Configuring SSL in Hoverfly

Hoverfly supports both one-way and two-way SSL authentication.

Hoverfly uses default certificate which you should add to your HTTPS client’s trust store for one-way SSL authentication. You have options to provide your own certificate, please see below.

Override default certificate for one-way SSL authentication

In some cases, you may not wish to use Hoverfly’s default SSL certificate. Hoverfly allows you to generate a new certificate and key.

The following command will start a Hoverfly process and create new cert.pem and key.pem files in the current working directory. These newly-created files will be loaded into the running Hoverfly instance.

hoverfly -generate-ca-cert

Optionally, you can provide a custom certificate name and authority:

hoverfly -generate-ca-cert -cert-name tutorial.cert -cert-org "Tutorial Certificate Authority"

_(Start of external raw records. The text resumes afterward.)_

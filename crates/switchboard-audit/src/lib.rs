//! # switchboard-audit
//!
//! Audit notifications for Switchboard sessions.
//!
//! The transport reports reconnect scheduling, abnormal closures,
//! authentication failures and reconnect exhaustion to an [`AuditSink`].
//! Sinks are fire-and-forget: nothing is returned to the transport.
//!
//! ## Example
//!
//! ```rust
//! use switchboard_audit::{AuditEvent, AuditSink, TracingAuditSink};
//!
//! let sink = TracingAuditSink::new();
//! sink.log(&AuditEvent::authentication_failure("token expired"));
//! ```

#![forbid(unsafe_code)]
#![warn(missing_docs)]

pub mod error;
pub mod events;
pub mod sink;

pub use error::{AuditError, Result};
pub use events::{AuditEvent, Severity};
pub use sink::{AuditSink, NoopAuditSink, TracingAuditSink};
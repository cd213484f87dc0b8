//! Reserved control frames.
//!
//! These types are consumed by the transport itself and never reach
//! application subscribers: heartbeat (`ping`/`pong`), the auth handshake
//! (`auth`, `auth_success`, `auth_failed`, `auth_required`) and correlated
//! responses (`<type>_response`).

use serde_json::{json, Value};

use crate::messages::Frame;
use crate::types::now_millis;

/// Heartbeat probe.
pub const PING: &str = "ping";
/// Heartbeat reply echoing the probe timestamp.
pub const PONG: &str = "pong";
/// Client authentication frame carrying a token.
pub const AUTH: &str = "auth";
/// Server accepted the token.
pub const AUTH_SUCCESS: &str = "auth_success";
/// Server rejected the token.
pub const AUTH_FAILED: &str = "auth_failed";
/// Server requires a fresh token (mid-session expiry).
pub const AUTH_REQUIRED: &str = "auth_required";
/// Suffix of response frames correlated to a request.
pub const RESPONSE_SUFFIX: &str = "_response";
/// Payload field carrying the correlation id.
pub const REQUEST_ID_FIELD: &str = "requestId";

/// Normal closure.
pub const CLOSE_NORMAL: u16 = 1000;
/// Closure because authentication failed; the client does not reconnect.
pub const CLOSE_AUTH_FAILED: u16 = 4001;

/// Whether a message type is reserved for the transport.
#[must_use]
pub fn is_reserved(kind: &str) -> bool {
    matches!(
        kind,
        PING | PONG | AUTH | AUTH_SUCCESS | AUTH_FAILED | AUTH_REQUIRED
    ) || is_response(kind)
}

/// Whether a message type is a correlated response.
#[must_use]
pub fn is_response(kind: &str) -> bool {
    kind.len() > RESPONSE_SUFFIX.len() && kind.ends_with(RESPONSE_SUFFIX)
}

/// The response type correlated to a request type.
#[must_use]
pub fn response_type(kind: &str) -> String {
    format!("{kind}{RESPONSE_SUFFIX}")
}

/// A decoded control frame.
#[derive(Debug, Clone, PartialEq)]
pub enum ControlFrame {
    /// Heartbeat probe with its send time.
    Ping {
        /// Epoch milliseconds when the probe was sent.
        timestamp: Option<i64>,
    },
    /// Heartbeat reply.
    Pong {
        /// Echoed probe timestamp.
        timestamp: Option<i64>,
    },
    /// Client authentication.
    Auth {
        /// Bearer token.
        token: String,
    },
    /// Token accepted.
    AuthSuccess,
    /// Token rejected.
    AuthFailed {
        /// Server-provided reason.
        reason: Option<String>,
    },
    /// Token expired; the client must refresh.
    AuthRequired,
}

impl ControlFrame {
    /// Decode a frame into a control frame, if it is one.
    ///
    /// Correlated responses are not control frames; they go to the dispatcher.
    #[must_use]
    pub fn parse(frame: &Frame) -> Option<Self> {
        let timestamp = || frame.payload.get("timestamp").and_then(Value::as_i64);
        match frame.kind.as_str() {
            PING => Some(Self::Ping {
                timestamp: timestamp(),
            }),
            PONG => Some(Self::Pong {
                timestamp: timestamp(),
            }),
            AUTH => Some(Self::Auth {
                token: frame.payload_str("token").unwrap_or_default().to_string(),
            }),
            AUTH_SUCCESS => Some(Self::AuthSuccess),
            AUTH_FAILED => Some(Self::AuthFailed {
                reason: frame
                    .payload_str("reason")
                    .or_else(|| frame.payload_str("message"))
                    .map(ToString::to_string),
            }),
            AUTH_REQUIRED => Some(Self::AuthRequired),
            _ => None,
        }
    }

    /// Build a heartbeat probe stamped with the current time.
    #[must_use]
    pub fn ping() -> Frame {
        Frame::new(PING, json!({ "timestamp": now_millis() }))
    }

    /// Build a heartbeat reply echoing the given payload.
    #[must_use]
    pub fn pong(payload: Value) -> Frame {
        Frame::new(PONG, payload)
    }

    /// Build an authentication frame.
    #[must_use]
    pub fn auth(token: &str) -> Frame {
        Frame::new(AUTH, json!({ "token": token }))
    }
}
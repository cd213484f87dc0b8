//! # switchboard-proto
//!
//! Wire protocol for Switchboard real-time sessions: the JSON frame that
//! travels over the socket, the outbound [`Message`] the client queues, and
//! the reserved control types the transport handles internally.

#![forbid(unsafe_code)]
#![warn(missing_docs)]

pub mod control;
pub mod error;
pub mod messages;
pub mod types;

pub use control::{ControlFrame, CLOSE_AUTH_FAILED, CLOSE_NORMAL};
pub use error::ProtoError;
pub use messages::{Frame, Message};
pub use types::{generate_id, now_millis, Priority};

Once you have generated cert.pem and key.pem files with Hoverfly, you can use hoverctl to start an instance of Hoverfly using these files.

hoverctl start --certificate cert.pem --key key.pem


Both a certificate and a key file must be supplied. The files must be in unencrypted PEM format.

Configure Hoverfly for two-way SSL authentication

For two-way or mutual SSL authentication, you should provide Hoverfly with a client certificate and a certificate key that you use to authenticate with the remote server.

Two-way SSL authentication is only enabled for request hosts that match the value you provided to the --client-authentication-destination flag. You can also pass a regex pattern if you need to match multiple hosts.

hoverctl start --client-authentication-client-cert cert.pem --client-authentication-client-key key.pem --client-authentication-destination <host name of the remote server>

If you need to provide a CA cert, you can do so using the --client-authentication-ca-cert flag.